TASK STATEMENT:
Top to bottom, every record is to be copied word for word.

SOURCE DATA:
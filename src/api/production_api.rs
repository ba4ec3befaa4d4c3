// ==========================================
// 纺织工厂管理系统 - 生产记录 API
// ==========================================
// 职责: 生产记录与运转台账的录入、查询、软删除/恢复
// 红线: 生产记录创建/软删除/恢复必须与其镜像 INCOME 流水同事务级联
//       （由 ProductionLogRepository 保证）
// ==========================================

use std::sync::Arc;

use crate::api::error::{ApiError, ApiResult};
use crate::domain::production::{OperationRecord, ProductionLog};
use crate::domain::types::{Deletable, Unit};
use crate::repository::{MachineRepository, OperationRepository, ProductionLogRepository};
use chrono::NaiveDate;

// ==========================================
// ProductionApi - 生产记录 API
// ==========================================
pub struct ProductionApi {
    /// 生产记录仓储
    production_repo: Arc<ProductionLogRepository>,
    /// 运转台账仓储
    operation_repo: Arc<OperationRepository>,
    /// 机台仓储（录入前校验机台存在且未删除）
    machine_repo: Arc<MachineRepository>,
}

impl ProductionApi {
    /// 创建新的 ProductionApi 实例
    pub fn new(
        production_repo: Arc<ProductionLogRepository>,
        operation_repo: Arc<OperationRepository>,
        machine_repo: Arc<MachineRepository>,
    ) -> Self {
        Self {
            production_repo,
            operation_repo,
            machine_repo,
        }
    }

    /// 录入生产记录（同事务镜像一条 INCOME 流水）
    #[allow(clippy::too_many_arguments)]
    pub fn record_production(
        &self,
        machine_id: &str,
        client_id: Option<String>,
        product_name: &str,
        quantity: f64,
        unit: Unit,
        unit_price: f64,
        log_date: NaiveDate,
        notes: Option<String>,
    ) -> ApiResult<ProductionLog> {
        if product_name.trim().is_empty() {
            return Err(ApiError::InvalidInput("产品名称不能为空".to_string()));
        }
        if quantity <= 0.0 {
            return Err(ApiError::InvalidInput(format!("数量必须大于 0: {}", quantity)));
        }
        if unit_price < 0.0 {
            return Err(ApiError::InvalidInput(format!("单价不能为负: {}", unit_price)));
        }
        self.ensure_machine_usable(machine_id)?;

        let log = ProductionLog::new(
            machine_id.to_string(),
            client_id,
            product_name.trim().to_string(),
            quantity,
            unit,
            unit_price,
            log_date,
            notes,
        );
        self.production_repo.insert_with_mirror(&log)?;

        tracing::info!(
            machine_id,
            total_amount = log.total_amount,
            "生产记录录入完成（含镜像流水）"
        );
        Ok(log)
    }

    /// 查询全部生产记录
    pub fn list_production(&self, include_deleted: bool) -> ApiResult<Vec<ProductionLog>> {
        Ok(self.production_repo.list(include_deleted)?)
    }

    /// 软删除生产记录（级联镜像流水）
    pub fn delete_production(&self, id: &str, operator: &str) -> ApiResult<()> {
        self.production_repo.soft_delete_with_mirror(id, operator)?;
        tracing::info!(production_id = id, operator, "生产记录及镜像流水已软删除");
        Ok(())
    }

    /// 恢复生产记录（级联镜像流水）
    pub fn restore_production(&self, id: &str) -> ApiResult<()> {
        self.production_repo.restore_with_mirror(id)?;
        Ok(())
    }

    /// 录入运转台账
    pub fn record_operation(
        &self,
        machine_id: &str,
        operation_date: NaiveDate,
        hours_worked: f64,
        notes: Option<String>,
    ) -> ApiResult<OperationRecord> {
        if !(0.0..=24.0).contains(&hours_worked) {
            return Err(ApiError::InvalidInput(format!(
                "单日工作小时必须在 0-24 之间: {}",
                hours_worked
            )));
        }
        self.ensure_machine_usable(machine_id)?;

        let record = OperationRecord::new(
            machine_id.to_string(),
            operation_date,
            hours_worked,
            notes,
        );
        self.operation_repo.insert(&record)?;
        Ok(record)
    }

    // ===== 内部: 校验 =====

    fn ensure_machine_usable(&self, machine_id: &str) -> ApiResult<()> {
        let machine = self.machine_repo.get(machine_id)?;
        if !machine.is_active() {
            return Err(ApiError::BusinessRuleViolation(format!(
                "机台已删除,不能录入业务记录: {}",
                machine.machine_number
            )));
        }
        Ok(())
    }
}
// ==========================================
// 纺织工厂管理系统 - 报表月份窗口
// ==========================================
// 职责: 把 (year, month) 展开为半开区间 [当月首日 00:00, 次月首日 00:00)
// 说明: 当月天数按日历计算（闰年 2 月为 29 天）
// ==========================================

use chrono::{NaiveDate, NaiveDateTime};
use serde::{Deserialize, Serialize};

// ==========================================
// MonthWindow - 月份窗口
// ==========================================
#[derive(Debug, Clone, Copy, PartialEq, Serialize, Deserialize)]
pub struct MonthWindow {
    pub year: i32,  // 目标年份
    pub month: u32, // 目标月份（1-12）

    pub start: NaiveDateTime,         // 当月首日 00:00:00
    pub end_exclusive: NaiveDateTime, // 次月首日 00:00:00（半开上界）
    pub days_in_month: u32,           // 当月日历天数
}

impl MonthWindow {
    /// 构造月份窗口
    ///
    /// # 返回
    /// - Some(MonthWindow): 合法年月
    /// - None: 月份不在 1-12 或年份超出 chrono 可表示范围
    pub fn new(year: i32, month: u32) -> Option<Self> {
        let first = NaiveDate::from_ymd_opt(year, month, 1)?;
        let next_first = if month == 12 {
            NaiveDate::from_ymd_opt(year + 1, 1, 1)?
        } else {
            NaiveDate::from_ymd_opt(year, month + 1, 1)?
        };
        let days_in_month = (next_first - first).num_days() as u32;

        Some(Self {
            year,
            month,
            start: first.and_hms_opt(0, 0, 0)?,
            end_exclusive: next_first.and_hms_opt(0, 0, 0)?,
            days_in_month,
        })
    }

    /// 当月首日
    pub fn first_day(&self) -> NaiveDate {
        self.start.date()
    }

    /// 次月首日（半开上界）
    pub fn next_month_first_day(&self) -> NaiveDate {
        self.end_exclusive.date()
    }

    /// 日期是否落在窗口内
    pub fn contains(&self, date: NaiveDate) -> bool {
        date >= self.first_day() && date < self.next_month_first_day()
    }
}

ANSWER SECTION:
filename src/api/production_api.rs
repository ba4ec3befaa4d4c3
// ==========================================
// 纺织工厂管理系统 - 生产记录 API
// ==========================================
// 职责: 生产记录与运转台账的录入、查询、软删除/恢复
// 红线: 生产记录创建/软删除/恢复必须与其镜像 INCOME 流水同事务级联
//       （由 ProductionLogRepository 保证）
// ==========================================

use std::sync::Arc;

use crate::api::error::{ApiError, ApiResult};
use crate::domain::production::{OperationRecord, ProductionLog};
use crate::domain::types::{Deletable, Unit};
use crate::repository::{MachineRepository, OperationRepository, ProductionLogRepository};
use chrono::NaiveDate;

// ==========================================
// ProductionApi - 生产记录 API
// ==========================================
pub struct ProductionApi {
    /// 生产记录仓储
    production_repo: Arc<ProductionLogRepository>,
    /// 运转台账仓储
    operation_repo: Arc<OperationRepository>,
    /// 机台仓储（录入前校验机台存在且未删除）
    machine_repo: Arc<MachineRepository>,
}

impl ProductionApi {
    /// 创建新的 ProductionApi 实例
    pub fn new(
        production_repo: Arc<ProductionLogRepository>,
        operation_repo: Arc<OperationRepository>,
        machine_repo: Arc<MachineRepository>,
    ) -> Self {
        Self {
            production_repo,
            operation_repo,
            machine_repo,
        }
    }

    /// 录入生产记录（同事务镜像一条 INCOME 流水）
    #[allow(clippy::too_many_arguments)]
    pub fn record_production(
        &self,
        machine_id: &str,
        client_id: Option<String>,
        product_name: &str,
        quantity: f64,
        unit: Unit,
        unit_price: f64,
        log_date: NaiveDate,
        notes: Option<String>,
    ) -> ApiResult<ProductionLog> {
        if product_name.trim().is_empty() {
            return Err(ApiError::InvalidInput("产品名称不能为空".to_string()));
        }
        if quantity <= 0.0 {
            return Err(ApiError::InvalidInput(format!("数量必须大于 0: {}", quantity)));
        }
        if unit_price < 0.0 {
            return Err(ApiError::InvalidInput(format!("单价不能为负: {}", unit_price)));
        }
        self.ensure_machine_usable(machine_id)?;

        let log = ProductionLog::new(
            machine_id.to_string(),
            client_id,
            product_name.trim().to_string(),
            quantity,
            unit,
            unit_price,
            log_date,
            notes,
        );
        self.production_repo.insert_with_mirror(&log)?;

        tracing::info!(
            machine_id,
            total_amount = log.total_amount,
            "生产记录录入完成（含镜像流水）"
        );
        Ok(log)
    }

    /// 查询全部生产记录
    pub fn list_production(&self, include_deleted: bool) -> ApiResult<Vec<ProductionLog>> {
        Ok(self.production_repo.list(include_deleted)?)
    }

    /// 软删除生产记录（级联镜像流水）
    pub fn delete_production(&self, id: &str, operator: &str) -> ApiResult<()> {
        self.production_repo.soft_delete_with_mirror(id, operator)?;
        tracing::info!(production_id = id, operator, "生产记录及镜像流水已软删除");
        Ok(())
    }

    /// 恢复生产记录（级联镜像流水）
    pub fn restore_production(&self, id: &str) -> ApiResult<()> {
        self.production_repo.restore_with_mirror(id)?;
        Ok(())
    }

    /// 录入运转台账
    pub fn record_operation(
        &self,
        machine_id: &str,
        operation_date: NaiveDate,
        hours_worked: f64,
        notes: Option<String>,
    ) -> ApiResult<OperationRecord> {
        if !(0.0..=24.0).contains(&hours_worked) {
            return Err(ApiError::InvalidInput(format!(
                "单日工作小时必须在 0-24 之间: {}",
                hours_worked
            )));
        }
        self.ensure_machine_usable(machine_id)?;

        let record = OperationRecord::new(
            machine_id.to_string(),
            operation_date,
            hours_worked,
            notes,
        );
        self.operation_repo.insert(&record)?;
        Ok(record)
    }

    // ===== 内部: 校验 =====

    fn ensure_machine_usable(&self, machine_id: &str) -> ApiResult<()> {
        let machine = self.machine_repo.get(machine_id)?;
        if !machine.is_active() {
            return Err(ApiError::BusinessRuleViolation(format!(
                "机台已删除,不能录入业务记录: {}",
                machine.machine_number
            )));
        }
        Ok(())
    }
}
// ==========================================
// 纺织工厂管理系统 - 报表月份窗口
// ==========================================
// 职责: 把 (year, month) 展开为半开区间 [当月首日 00:00, 次月首日 00:00)
// 说明: 当月天数按日历计算（闰年 2 月为 29 天）
// ==========================================

use chrono::{NaiveDate, NaiveDateTime};
use serde::{Deserialize, Serialize};

// ==========================================
// MonthWindow - 月份窗口
// ==========================================
#[derive(Debug, Clone, Copy, PartialEq, Serialize, Deserialize)]
pub struct MonthWindow {
    pub year: i32,  // 目标年份
    pub month: u32, // 目标月份（1-12）

    pub start: NaiveDateTime,         // 当月首日 00:00:00
    pub end_exclusive: NaiveDateTime, // 次月首日 00:00:00（半开上界）
    pub days_in_month: u32,           // 当月日历天数
}

impl MonthWindow {
    /// 构造月份窗口
    ///
    /// # 返回
    /// - Some(MonthWindow): 合法年月
    /// - None: 月份不在 1-12 或年份超出 chrono 可表示范围
    pub fn new(year: i32, month: u32) -> Option<Self> {
        let first = NaiveDate::from_ymd_opt(year, month, 1)?;
        let next_first = if month == 12 {
            NaiveDate::from_ymd_opt(year + 1, 1, 1)?
        } else {
            NaiveDate::from_ymd_opt(year, month + 1, 1)?
        };
        let days_in_month = (next_first - first).num_days() as u32;

        Some(Self {
            year,
            month,
            start: first.and_hms_opt(0, 0, 0)?,
            end_exclusive: next_first.and_hms_opt(0, 0, 0)?,
            days_in_month,
        })
    }

    /// 当月首日
    pub fn first_day(&self) -> NaiveDate {
        self.start.date()
    }

    /// 次月首日（半开上界）
    pub fn next_month_first_day(&self) -> NaiveDate {
        self.end_exclusive.date()
    }

    /// 日期是否落在窗口内
    pub fn contains(&self, date: NaiveDate) -> bool {
        date >= self.first_day() && date < self.next_month_first_day()
    }
}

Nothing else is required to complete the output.